- **ASSIGNMENT**
In the material below, find every line containing "available" and copy that line.

- **EXCERPTED DATA**
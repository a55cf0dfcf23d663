use chrono::{DateTime, Duration, Utc};
use serde_json::{json, Value as JsonValue};
use sqlx::{FromRow, PgPool, Postgres, Transaction};
use std::collections::{HashMap, HashSet};
use std::sync::Arc;
use uuid::Uuid;

use crate::dto::practice_dto::problem_json;
use crate::dto::session_dto::{
    PracticeCategoryResponse, SessionProgress, SessionView, SubmitProblemPayload,
    SubmitProblemResponse,
};
use crate::error::{Error, Result};
use crate::models::category::Category;
use crate::models::category_session::{CategorySession, SessionStatus};
use crate::models::practice_attempt::AttemptSummary;
use crate::models::problem::Problem;
use crate::services::practice_service::{NewAttempt, PracticeService, Submission, PROBLEM_COLUMNS};
use crate::services::session_rules::{self, ProblemAction};
use crate::utils::time::Clock;

pub const ALREADY_ATTEMPTED: &str = "Problem already attempted in this session";
pub const NOT_IN_PROGRESS: &str = "Session is not in progress";
pub const TIME_EXCEEDED: &str = "Session time limit exceeded";
pub const NOT_IN_SESSION: &str = "Problem is not part of this session";
pub const PROBLEM_LOCKED: &str = "Problem is locked";
pub const NO_ATTEMPTS_LEFT: &str = "No attempts left for this problem";
pub const EMPTY_CATEGORY: &str = "Category has no practice problems";

const SESSION_COLUMNS: &str = r#"
    id, user_id, category_id, problem_ids, total_problems, max_score, time_limit, started_at,
    problems_completed, total_score, status, completed_at
"#;

/// Per-problem state as the session page renders it.
#[derive(Debug, Clone, PartialEq)]
pub struct ProblemState {
    pub problem_id: Uuid,
    pub completed: bool,
    pub passed: bool,
    pub available: bool,
    pub attempt_count: i64,
    pub best_score: Option<i32>,
    pub action: ProblemAction,
}

/// Works out availability and actions for problems in session order.
pub fn problem_states(problems: &[Problem], summaries: &HashMap<Uuid, AttemptSummary>) -> Vec<ProblemState> {
    let completed: Vec<bool> = problems
        .iter()
        .map(|p| summaries.get(&p.id).is_some_and(|s| s.attempt_count > 0))
        .collect();

    problems
        .iter()
        .enumerate()
        .map(|(idx, p)| {
            let summary = summaries.get(&p.id);
            let attempt_count = summary.map(|s| s.attempt_count).unwrap_or(0);
            let passed = summary.is_some_and(|s| s.ever_passed);
            let available = session_rules::is_available(idx, &completed);
            ProblemState {
                problem_id: p.id,
                completed: completed[idx],
                passed,
                available,
                attempt_count,
                best_score: summary.filter(|s| s.attempt_count > 0).map(|s| s.best_score),
                action: session_rules::problem_action(
                    available,
                    completed[idx],
                    passed,
                    attempt_count,
                    p.max_attempts,
                ),
            }
        })
        .collect()
}

pub fn progress(session: &CategorySession, now: DateTime<Utc>) -> SessionProgress {
    let status = session.state();
    let (time_spent, time_remaining) = match (status, session.completed_at) {
        (SessionStatus::InProgress, _) | (_, None) => (
            session_rules::time_spent(session.time_limit, session.started_at, now),
            session_rules::time_remaining(session.time_limit, session.started_at, now),
        ),
        (_, Some(done)) => (
            session_rules::time_spent(session.time_limit, session.started_at, done),
            session_rules::time_remaining(session.time_limit, session.started_at, done),
        ),
    };
    SessionProgress {
        problems_completed: session.problems_completed,
        total_problems: session.total_problems,
        total_score: session.total_score,
        max_score: session.max_score,
        time_spent,
        time_remaining: if status == SessionStatus::Timeout { 0 } else { time_remaining },
        status: status.as_str().to_string(),
    }
}

#[derive(Clone)]
pub struct SessionService {
    pool: PgPool,
    practice: PracticeService,
    clock: Arc<dyn Clock>,
}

- **SOLUTION**
    pub available: bool,
            let available = session_rules::is_available(idx, &completed);
                available,
                    available,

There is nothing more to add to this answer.